Nobel chemistry prize awarded
October 9, 2013The 2013 Nobel Prize in Chemistry was awarded to Martin Karplus, Michael Levitt and Arieh Warshel, the Swedish Academy of Sciences announced Wednesday.
"(The scientists) laid the foundation for the powerful programs that are used to understand and predict chemical processes," the Royal Swedish Academy of Sciences said in a statement.
"Computer models mirroring real life have become crucial for most advances made in chemistry today."
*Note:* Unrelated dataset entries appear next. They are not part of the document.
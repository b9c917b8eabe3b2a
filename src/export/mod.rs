//! Session files in, analysis files out.
//!
//! The analysis core never touches the filesystem; these helpers are what
//! the CLI uses to read move records and persist results as JSON and CSV.

use std::collections::HashMap;
use std::fs::File;
use std::io::{BufWriter, Write};
use std::path::{Path, PathBuf};

use serde::Deserialize;
use sha2::{Digest, Sha256};
use tracing::{debug, info, warn};

use crate::engine::LinkographAnalysis;
use crate::error::{AppError, AppResult, LinkographError};
use crate::metrics::LinkographMetrics;
use crate::moves::{MoveRecord, MoveStore};

/// Accepted session file layouts.
#[derive(Debug, Deserialize)]
#[serde(untagged)]
enum SessionFile {
    Records(Vec<MoveRecord>),
    Wrapped { moves: Vec<MoveRecord> },
}

/// Read and validate one session file.
///
/// The file holds either a JSON array of move records or an object with a
/// `moves` array.
pub fn read_session(path: &Path) -> AppResult<MoveStore> {
    let raw = std::fs::read_to_string(path)?;
    let records = match serde_json::from_str(&raw)? {
        SessionFile::Records(records) => records,
        SessionFile::Wrapped { moves } => moves,
    };
    let store = MoveStore::from_records(records).map_err(LinkographError::from)?;

    debug!(
        path = %path.display(),
        session_id = %store.session_id(),
        moves = store.len(),
        "Session file loaded"
    );
    Ok(store)
}

/// File name used for a session's analysis output.
///
/// Ids that need character replacement get a short digest of the raw id
/// appended, so `studio/7` and `studio_7` land in different files.
pub fn analysis_file_name(session_id: &str) -> String {
    let safe: String = session_id
        .chars()
        .map(|c| {
            if c.is_ascii_alphanumeric() || c == '-' || c == '_' {
                c
            } else {
                '_'
            }
        })
        .collect();

    if safe == session_id && !safe.is_empty() {
        return format!("{}.linkograph.json", safe);
    }
    let digest = Sha256::digest(session_id.as_bytes());
    let tag: String = digest[..4].iter().map(|b| format!("{:02x}", b)).collect();
    format!("{}-{}.linkograph.json", safe, tag)
}

/// Write an analysis as pretty JSON into `dir`, returning the file path.
pub fn write_analysis_json(
    analysis: &LinkographAnalysis,
    dir: &Path,
    strip_embeddings: bool,
) -> AppResult<PathBuf> {
    std::fs::create_dir_all(dir)?;
    let path = dir.join(analysis_file_name(analysis.session_id()));
    let mut writer = BufWriter::new(File::create(&path)?);

    if strip_embeddings {
        serde_json::to_writer_pretty(&mut writer, &analysis.without_embeddings())?;
    } else {
        serde_json::to_writer_pretty(&mut writer, analysis)?;
    }
    writer.flush()?;

    info!(
        session_id = %analysis.session_id(),
        path = %path.display(),
        "Analysis written"
    );
    Ok(path)
}

/// Writes analyses into one directory, refusing to overwrite a file already
/// written by the same writer.
#[derive(Debug)]
pub struct AnalysisWriter {
    dir: PathBuf,
    strip_embeddings: bool,
    written: HashMap<PathBuf, String>,
}

impl AnalysisWriter {
    /// Writer for `dir`.
    pub fn new(dir: impl Into<PathBuf>, strip_embeddings: bool) -> Self {
        Self {
            dir: dir.into(),
            strip_embeddings,
            written: HashMap::new(),
        }
    }

    /// Write one analysis. Two analyses with the same session id in one run
    /// are an [`AppError::OutputCollision`]; the first file is kept.
    pub fn write(&mut self, analysis: &LinkographAnalysis) -> AppResult<PathBuf> {
        let path = self.dir.join(analysis_file_name(analysis.session_id()));
        if let Some(existing) = self.written.get(&path) {
            warn!(
                session_id = %analysis.session_id(),
                path = %path.display(),
                "Analysis output already written in this run"
            );
            return Err(AppError::OutputCollision {
                path: path.display().to_string(),
                existing: existing.clone(),
            });
        }

        let path = write_analysis_json(analysis, &self.dir, self.strip_embeddings)?;
        self.written
            .insert(path.clone(), analysis.session_id().to_string());
        Ok(path)
    }

    /// Number of files written so far
    pub fn written(&self) -> usize {
        self.written.len()
    }
}

/// Write one CSV row of metrics per analysis.
pub fn write_metrics_csv<'a, I>(path: &Path, analyses: I) -> AppResult<usize>
where
    I: IntoIterator<Item = &'a LinkographAnalysis>,
{
    if let Some(parent) = path.parent().filter(|p| !p.as_os_str().is_empty()) {
        std::fs::create_dir_all(parent)?;
    }
    let mut writer = BufWriter::new(File::create(path)?);
    writeln!(writer, "{}", LinkographMetrics::csv_header())?;

    let mut rows = 0;
    for analysis in analyses {
        writeln!(writer, "{}", analysis.metrics.to_csv_row(analysis.session_id()))?;
        rows += 1;
    }
    writer.flush()?;

    info!(path = %path.display(), rows, "Metrics CSV written");
    Ok(rows)
}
Kurplus is an Austrian and US citizen affiliated with the University of Strasbourg, France, and Harvard University. Levitt, a professor at the Stanford University School of Medicine, is a British and US citizen. Warshel is an Israeli and US citizen affiliated with the University of Southern California in Los Angeles.
Chemistry was the third of this year's Nobel prizes. The Nobel season will end on October 14 with the presentation of the Nobel Memorial Prize in Economic Sciences, a prize not originally established by the will of the award's founder, Alfred Nobel. This prize was introduced in 1968 by the Swedish central bank, the Sveriges Riksbank, in memory of Nobel, an industrialist who invented dynamite.
All the prizes are traditionally presented to the winners in a ceremony in Stockholm on December 10, the anniversary of the death of Alfred Nobel (1833-1896). Laureates receive a diploma, medal and around eight million Swedish kronor (920,000 euros, $1.25 million).
The Nobel Prizes were established in Nobel's will in 1895 and are widely seen as his attempt to be remembered by posterity for something more than an invention that has caused so much destruction. The prizes in physics, chemistry, physiology or medicine, literature and peace were first awarded in 1901.
Nobel highlight
The season culminates in the awarding of the Nobel Peace Price on Friday, October 11, in Oslo, Norway. A record 259 nominations have been submitted for this year's prize.
Among the people widely mentioned as possible laureates is Malala Yousafzai, the Pakistani teenager who survived being shot in the head last year by the Taliban for championing education for girls.
Last year's winner was not a person, but an entity: the European Union, which received the prize in recognition of its achievements in bringing about reconciliation and integration in Europe.